[PROVIDED RECORDS]

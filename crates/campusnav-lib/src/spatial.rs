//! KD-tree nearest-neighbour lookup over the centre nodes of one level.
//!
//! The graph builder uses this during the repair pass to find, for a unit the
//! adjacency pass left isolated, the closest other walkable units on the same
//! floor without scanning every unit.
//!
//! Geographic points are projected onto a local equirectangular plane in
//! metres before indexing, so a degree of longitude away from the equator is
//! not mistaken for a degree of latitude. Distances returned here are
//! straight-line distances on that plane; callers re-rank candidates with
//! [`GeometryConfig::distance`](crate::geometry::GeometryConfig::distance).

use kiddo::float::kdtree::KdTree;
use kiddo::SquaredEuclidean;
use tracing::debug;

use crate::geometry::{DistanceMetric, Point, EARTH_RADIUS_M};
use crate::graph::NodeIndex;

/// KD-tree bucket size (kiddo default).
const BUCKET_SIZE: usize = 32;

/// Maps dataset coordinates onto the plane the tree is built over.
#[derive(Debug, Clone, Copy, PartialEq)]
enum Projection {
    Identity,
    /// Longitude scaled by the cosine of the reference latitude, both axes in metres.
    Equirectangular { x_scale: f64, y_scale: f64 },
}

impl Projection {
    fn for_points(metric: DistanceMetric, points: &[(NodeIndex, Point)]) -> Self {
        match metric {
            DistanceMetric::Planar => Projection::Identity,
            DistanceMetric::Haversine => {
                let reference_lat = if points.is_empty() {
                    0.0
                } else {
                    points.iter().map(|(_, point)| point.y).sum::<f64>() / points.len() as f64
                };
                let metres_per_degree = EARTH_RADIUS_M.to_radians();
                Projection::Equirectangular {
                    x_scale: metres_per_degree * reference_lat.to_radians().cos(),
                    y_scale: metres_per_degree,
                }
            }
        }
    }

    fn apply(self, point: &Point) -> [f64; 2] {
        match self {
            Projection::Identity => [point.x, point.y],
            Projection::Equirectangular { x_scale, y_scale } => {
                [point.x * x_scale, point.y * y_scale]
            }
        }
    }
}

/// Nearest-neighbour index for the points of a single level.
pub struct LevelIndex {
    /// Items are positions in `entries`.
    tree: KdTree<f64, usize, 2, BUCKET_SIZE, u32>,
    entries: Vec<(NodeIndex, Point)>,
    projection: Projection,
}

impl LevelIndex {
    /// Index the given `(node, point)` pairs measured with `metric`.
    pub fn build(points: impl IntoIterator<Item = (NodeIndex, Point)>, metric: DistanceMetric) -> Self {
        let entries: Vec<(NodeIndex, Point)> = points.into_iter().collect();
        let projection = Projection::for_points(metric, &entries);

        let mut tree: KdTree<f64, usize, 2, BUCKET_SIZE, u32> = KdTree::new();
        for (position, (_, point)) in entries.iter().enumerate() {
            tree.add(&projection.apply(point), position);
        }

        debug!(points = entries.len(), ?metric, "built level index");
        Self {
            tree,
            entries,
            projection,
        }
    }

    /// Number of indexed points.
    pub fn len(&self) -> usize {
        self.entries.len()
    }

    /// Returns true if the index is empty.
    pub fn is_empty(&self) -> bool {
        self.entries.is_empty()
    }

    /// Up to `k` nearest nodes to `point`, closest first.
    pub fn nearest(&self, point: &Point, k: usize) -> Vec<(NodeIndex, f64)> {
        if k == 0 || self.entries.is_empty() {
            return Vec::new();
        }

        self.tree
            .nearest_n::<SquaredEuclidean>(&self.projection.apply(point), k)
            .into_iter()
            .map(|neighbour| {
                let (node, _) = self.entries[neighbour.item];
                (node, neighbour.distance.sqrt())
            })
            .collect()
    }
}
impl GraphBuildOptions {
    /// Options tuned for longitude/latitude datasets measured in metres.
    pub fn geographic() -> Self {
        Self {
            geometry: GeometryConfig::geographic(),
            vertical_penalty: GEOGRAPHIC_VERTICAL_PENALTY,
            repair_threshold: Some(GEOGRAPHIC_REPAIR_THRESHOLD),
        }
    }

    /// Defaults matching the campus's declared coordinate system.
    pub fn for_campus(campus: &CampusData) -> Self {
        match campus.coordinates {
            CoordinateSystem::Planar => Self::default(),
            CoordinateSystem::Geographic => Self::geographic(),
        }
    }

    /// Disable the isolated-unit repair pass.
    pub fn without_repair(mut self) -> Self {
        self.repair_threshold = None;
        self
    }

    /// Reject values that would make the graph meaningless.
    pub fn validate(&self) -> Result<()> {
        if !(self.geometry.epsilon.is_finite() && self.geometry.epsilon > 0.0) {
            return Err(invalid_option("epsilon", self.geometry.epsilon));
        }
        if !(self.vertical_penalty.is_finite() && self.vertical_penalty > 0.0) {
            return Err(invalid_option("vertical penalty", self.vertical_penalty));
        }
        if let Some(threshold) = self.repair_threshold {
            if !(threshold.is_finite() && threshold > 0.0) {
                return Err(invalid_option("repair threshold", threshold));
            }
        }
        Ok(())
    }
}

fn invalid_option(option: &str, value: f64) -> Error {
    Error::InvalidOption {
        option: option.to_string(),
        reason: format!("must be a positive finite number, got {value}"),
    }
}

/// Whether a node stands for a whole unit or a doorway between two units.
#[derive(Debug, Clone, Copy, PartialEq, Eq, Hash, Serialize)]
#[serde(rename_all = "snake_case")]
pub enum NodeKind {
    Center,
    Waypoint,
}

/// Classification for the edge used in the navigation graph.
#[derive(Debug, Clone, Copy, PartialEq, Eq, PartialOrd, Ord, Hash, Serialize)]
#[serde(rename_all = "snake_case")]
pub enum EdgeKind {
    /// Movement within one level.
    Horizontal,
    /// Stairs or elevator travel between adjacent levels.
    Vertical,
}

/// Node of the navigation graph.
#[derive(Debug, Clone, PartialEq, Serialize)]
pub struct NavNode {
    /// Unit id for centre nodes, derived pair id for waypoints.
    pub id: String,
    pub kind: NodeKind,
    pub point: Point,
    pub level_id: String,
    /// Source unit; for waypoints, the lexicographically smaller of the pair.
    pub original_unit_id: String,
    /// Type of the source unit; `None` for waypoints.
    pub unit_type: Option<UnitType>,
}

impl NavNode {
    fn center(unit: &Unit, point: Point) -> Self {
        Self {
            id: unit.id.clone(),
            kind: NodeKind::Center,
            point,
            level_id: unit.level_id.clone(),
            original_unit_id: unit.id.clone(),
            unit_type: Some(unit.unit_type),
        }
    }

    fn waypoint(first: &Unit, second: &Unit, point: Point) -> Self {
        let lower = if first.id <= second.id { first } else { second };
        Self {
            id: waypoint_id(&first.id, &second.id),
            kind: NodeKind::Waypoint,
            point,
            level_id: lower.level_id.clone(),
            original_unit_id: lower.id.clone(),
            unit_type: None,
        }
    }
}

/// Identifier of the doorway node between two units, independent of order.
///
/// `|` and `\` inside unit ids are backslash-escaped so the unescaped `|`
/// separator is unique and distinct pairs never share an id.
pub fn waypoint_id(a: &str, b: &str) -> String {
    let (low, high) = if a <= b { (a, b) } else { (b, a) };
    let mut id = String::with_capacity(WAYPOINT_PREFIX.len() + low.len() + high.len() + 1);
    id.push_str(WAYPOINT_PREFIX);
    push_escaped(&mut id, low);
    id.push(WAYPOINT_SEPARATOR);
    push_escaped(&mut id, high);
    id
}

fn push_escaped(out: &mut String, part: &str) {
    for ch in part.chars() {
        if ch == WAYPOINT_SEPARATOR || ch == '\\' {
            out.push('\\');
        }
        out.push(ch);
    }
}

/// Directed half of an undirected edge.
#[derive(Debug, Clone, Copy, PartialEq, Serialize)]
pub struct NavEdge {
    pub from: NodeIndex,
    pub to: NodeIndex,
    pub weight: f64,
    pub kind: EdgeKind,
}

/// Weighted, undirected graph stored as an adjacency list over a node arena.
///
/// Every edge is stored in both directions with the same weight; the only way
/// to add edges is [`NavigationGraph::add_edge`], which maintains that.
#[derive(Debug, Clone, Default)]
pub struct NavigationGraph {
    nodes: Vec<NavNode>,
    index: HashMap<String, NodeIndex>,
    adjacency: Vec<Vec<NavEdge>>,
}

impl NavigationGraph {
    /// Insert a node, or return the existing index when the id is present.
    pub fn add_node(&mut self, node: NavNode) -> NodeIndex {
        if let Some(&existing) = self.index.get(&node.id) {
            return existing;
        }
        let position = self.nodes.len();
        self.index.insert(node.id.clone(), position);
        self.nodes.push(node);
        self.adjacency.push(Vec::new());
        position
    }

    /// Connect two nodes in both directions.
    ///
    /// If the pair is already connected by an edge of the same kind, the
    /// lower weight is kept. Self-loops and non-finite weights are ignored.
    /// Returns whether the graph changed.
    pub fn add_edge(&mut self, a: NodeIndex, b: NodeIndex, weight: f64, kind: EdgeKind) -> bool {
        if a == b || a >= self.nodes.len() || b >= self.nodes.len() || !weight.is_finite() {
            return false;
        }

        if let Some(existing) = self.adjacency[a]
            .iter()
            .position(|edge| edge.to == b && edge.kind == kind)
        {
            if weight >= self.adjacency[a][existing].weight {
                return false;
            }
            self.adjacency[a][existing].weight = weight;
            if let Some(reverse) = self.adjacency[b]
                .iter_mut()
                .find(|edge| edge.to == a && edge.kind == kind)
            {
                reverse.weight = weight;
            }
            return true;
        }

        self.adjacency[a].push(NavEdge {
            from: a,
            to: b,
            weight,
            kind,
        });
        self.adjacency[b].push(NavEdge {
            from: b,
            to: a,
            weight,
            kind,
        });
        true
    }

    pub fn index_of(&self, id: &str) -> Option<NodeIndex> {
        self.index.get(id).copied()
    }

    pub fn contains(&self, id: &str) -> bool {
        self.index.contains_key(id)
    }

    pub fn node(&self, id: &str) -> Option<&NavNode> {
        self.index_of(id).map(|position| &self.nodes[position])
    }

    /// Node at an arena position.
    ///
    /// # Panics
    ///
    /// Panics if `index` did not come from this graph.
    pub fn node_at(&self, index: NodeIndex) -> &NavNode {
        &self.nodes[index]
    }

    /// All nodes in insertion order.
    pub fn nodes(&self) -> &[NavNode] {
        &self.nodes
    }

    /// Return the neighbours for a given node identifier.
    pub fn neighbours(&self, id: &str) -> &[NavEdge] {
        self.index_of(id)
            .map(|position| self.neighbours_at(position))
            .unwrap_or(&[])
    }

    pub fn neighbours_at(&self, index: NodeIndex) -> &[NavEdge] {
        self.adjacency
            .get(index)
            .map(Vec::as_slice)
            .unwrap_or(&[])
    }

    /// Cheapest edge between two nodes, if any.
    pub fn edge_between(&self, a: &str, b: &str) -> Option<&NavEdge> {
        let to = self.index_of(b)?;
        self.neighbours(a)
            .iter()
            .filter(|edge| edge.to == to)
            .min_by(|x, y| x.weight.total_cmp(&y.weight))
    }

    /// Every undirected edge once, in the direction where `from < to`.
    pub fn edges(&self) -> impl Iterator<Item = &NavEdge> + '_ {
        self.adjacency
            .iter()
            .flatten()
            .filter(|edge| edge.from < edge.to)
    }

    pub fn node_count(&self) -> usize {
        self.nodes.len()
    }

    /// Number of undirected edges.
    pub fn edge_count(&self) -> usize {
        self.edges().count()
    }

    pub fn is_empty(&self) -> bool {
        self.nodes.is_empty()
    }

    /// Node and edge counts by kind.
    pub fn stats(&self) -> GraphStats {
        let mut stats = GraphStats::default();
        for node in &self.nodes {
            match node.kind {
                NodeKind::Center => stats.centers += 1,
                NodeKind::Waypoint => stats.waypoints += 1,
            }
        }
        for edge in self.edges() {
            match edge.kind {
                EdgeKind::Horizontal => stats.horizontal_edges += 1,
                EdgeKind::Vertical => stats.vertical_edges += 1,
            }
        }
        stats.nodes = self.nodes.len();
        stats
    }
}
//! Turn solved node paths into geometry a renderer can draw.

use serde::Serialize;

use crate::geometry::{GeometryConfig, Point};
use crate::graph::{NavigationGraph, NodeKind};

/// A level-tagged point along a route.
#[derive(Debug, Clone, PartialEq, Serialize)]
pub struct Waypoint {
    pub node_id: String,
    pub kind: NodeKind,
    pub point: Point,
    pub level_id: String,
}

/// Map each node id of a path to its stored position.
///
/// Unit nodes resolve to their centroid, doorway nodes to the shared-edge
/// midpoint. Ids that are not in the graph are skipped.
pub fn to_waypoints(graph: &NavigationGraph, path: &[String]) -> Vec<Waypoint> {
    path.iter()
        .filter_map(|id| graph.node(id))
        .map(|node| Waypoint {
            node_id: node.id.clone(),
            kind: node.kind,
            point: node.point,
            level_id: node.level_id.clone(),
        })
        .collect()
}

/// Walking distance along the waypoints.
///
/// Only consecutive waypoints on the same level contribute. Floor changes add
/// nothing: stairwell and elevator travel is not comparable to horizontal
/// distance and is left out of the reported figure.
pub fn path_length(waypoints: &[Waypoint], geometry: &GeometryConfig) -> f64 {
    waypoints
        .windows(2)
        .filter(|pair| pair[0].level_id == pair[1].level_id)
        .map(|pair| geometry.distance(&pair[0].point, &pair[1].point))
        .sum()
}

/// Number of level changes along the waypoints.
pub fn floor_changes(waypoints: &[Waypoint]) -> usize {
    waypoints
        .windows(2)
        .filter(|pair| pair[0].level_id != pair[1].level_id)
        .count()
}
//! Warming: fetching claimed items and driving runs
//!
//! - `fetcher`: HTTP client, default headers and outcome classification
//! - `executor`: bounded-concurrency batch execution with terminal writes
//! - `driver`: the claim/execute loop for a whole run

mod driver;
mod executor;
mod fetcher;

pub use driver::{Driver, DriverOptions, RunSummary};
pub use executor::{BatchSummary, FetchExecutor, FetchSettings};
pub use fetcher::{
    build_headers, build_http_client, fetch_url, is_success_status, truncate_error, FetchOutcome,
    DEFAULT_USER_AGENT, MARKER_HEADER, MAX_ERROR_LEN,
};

[/PROVIDED RECORDS]

● **WHAT YOU SHOULD DO**
Repeat only what lies between the first line of the data and the line containing "equirectangular plane in", both of those lines included, exactly as it stands.

● **ANSWER SECTION**
filename crates/campusnav-lib/src/spatial.rs
//! KD-tree nearest-neighbour lookup over the centre nodes of one level.
//!
//! The graph builder uses this during the repair pass to find, for a unit the
//! adjacency pass left isolated, the closest other walkable units on the same
//! floor without scanning every unit.
//!
//! Geographic points are projected onto a local equirectangular plane in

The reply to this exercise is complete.